YOUR INSTRUCTIONS.
From the records below, copy the lines that include "filename".

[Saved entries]

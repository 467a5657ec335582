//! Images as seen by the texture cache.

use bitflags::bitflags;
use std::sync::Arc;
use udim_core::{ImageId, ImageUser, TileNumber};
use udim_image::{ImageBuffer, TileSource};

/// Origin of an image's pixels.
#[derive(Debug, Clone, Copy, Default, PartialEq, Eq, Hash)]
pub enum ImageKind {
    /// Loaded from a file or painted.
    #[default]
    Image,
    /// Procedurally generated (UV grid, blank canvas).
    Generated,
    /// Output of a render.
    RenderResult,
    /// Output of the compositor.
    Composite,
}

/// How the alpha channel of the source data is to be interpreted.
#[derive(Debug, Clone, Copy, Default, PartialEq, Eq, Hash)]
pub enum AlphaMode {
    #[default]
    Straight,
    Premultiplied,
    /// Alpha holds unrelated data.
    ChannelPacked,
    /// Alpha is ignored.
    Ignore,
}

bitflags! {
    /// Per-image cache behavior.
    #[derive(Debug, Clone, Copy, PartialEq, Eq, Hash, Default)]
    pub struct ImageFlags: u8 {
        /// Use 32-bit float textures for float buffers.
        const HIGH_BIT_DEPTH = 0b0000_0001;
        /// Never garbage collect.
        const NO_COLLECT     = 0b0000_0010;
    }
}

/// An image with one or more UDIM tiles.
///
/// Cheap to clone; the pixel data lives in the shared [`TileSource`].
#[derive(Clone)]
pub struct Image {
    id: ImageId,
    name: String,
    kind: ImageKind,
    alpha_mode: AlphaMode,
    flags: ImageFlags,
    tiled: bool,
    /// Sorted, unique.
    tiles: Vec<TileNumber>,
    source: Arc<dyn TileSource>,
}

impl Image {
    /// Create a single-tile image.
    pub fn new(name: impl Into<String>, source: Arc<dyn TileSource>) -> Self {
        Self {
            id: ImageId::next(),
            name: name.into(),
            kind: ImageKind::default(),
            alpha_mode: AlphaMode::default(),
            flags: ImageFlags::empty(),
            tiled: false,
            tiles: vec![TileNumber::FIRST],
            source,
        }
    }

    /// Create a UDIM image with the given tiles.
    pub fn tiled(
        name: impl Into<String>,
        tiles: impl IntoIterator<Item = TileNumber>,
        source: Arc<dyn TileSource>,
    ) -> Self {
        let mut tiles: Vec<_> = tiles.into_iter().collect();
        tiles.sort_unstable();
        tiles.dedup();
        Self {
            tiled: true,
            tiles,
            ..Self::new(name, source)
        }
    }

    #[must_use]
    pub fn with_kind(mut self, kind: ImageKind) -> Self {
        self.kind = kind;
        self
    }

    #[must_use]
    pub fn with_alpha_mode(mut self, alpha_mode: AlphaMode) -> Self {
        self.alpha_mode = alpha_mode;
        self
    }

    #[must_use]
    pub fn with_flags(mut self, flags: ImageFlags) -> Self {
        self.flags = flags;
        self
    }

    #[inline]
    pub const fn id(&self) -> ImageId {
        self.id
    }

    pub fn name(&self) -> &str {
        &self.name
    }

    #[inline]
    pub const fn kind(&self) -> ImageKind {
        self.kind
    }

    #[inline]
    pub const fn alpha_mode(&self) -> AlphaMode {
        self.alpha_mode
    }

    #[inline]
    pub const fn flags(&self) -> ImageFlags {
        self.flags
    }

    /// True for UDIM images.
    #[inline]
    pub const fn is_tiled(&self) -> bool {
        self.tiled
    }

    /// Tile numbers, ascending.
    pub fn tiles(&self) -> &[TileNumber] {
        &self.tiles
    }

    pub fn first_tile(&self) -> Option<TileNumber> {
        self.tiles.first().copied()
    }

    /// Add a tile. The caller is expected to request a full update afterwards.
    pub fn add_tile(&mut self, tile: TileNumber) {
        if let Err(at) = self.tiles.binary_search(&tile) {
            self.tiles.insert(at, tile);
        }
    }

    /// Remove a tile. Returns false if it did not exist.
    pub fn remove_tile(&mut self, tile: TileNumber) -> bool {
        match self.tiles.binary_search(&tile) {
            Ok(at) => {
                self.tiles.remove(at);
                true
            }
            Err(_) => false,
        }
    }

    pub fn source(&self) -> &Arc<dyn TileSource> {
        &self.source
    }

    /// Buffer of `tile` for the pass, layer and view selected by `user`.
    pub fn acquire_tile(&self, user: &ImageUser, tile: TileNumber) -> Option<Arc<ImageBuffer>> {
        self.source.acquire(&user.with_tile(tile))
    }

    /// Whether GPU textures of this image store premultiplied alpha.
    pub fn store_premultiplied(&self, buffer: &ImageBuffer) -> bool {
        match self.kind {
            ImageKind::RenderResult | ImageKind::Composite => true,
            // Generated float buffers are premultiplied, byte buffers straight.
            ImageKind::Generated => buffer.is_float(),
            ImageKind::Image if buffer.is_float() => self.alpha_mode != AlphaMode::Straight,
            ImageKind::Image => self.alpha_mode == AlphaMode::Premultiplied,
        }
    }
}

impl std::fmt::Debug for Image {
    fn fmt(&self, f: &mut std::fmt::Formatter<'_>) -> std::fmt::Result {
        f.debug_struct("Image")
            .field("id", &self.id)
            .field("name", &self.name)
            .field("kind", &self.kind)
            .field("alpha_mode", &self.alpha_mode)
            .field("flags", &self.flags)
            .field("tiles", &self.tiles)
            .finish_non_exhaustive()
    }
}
* * *
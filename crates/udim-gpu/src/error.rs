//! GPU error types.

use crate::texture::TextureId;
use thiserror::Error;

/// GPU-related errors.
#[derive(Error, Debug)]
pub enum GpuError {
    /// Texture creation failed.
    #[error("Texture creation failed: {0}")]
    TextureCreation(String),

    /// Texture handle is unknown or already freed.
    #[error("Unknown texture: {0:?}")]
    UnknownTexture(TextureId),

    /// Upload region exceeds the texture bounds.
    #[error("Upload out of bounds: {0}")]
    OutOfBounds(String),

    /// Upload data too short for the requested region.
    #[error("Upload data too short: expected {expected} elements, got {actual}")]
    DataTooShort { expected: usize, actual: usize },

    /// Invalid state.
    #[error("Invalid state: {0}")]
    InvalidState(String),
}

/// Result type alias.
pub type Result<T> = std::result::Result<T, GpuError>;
...
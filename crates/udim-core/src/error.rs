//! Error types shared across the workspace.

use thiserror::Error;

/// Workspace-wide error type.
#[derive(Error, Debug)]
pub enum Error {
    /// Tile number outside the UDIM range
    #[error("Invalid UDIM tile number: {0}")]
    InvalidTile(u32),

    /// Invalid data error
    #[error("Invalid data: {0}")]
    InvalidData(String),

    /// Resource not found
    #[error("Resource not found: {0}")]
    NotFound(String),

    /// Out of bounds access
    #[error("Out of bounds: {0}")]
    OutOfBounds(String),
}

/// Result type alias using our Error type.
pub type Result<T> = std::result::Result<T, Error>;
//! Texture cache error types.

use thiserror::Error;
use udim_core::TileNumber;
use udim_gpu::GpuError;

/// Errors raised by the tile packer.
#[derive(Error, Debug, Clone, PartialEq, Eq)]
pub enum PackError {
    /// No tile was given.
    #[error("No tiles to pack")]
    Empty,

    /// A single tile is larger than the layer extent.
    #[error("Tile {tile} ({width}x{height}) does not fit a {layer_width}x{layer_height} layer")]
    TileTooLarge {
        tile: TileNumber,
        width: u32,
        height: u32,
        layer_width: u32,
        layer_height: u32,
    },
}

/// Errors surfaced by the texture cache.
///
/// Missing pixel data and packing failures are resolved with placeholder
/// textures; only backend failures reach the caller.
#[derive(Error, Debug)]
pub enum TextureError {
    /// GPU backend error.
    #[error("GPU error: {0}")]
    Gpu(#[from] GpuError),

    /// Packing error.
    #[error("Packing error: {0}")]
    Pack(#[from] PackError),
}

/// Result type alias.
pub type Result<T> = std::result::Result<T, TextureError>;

COMPLETED EXERCISE.
filename crates/udim-gpu/src/error.rs
filename crates/udim-core/src/error.rs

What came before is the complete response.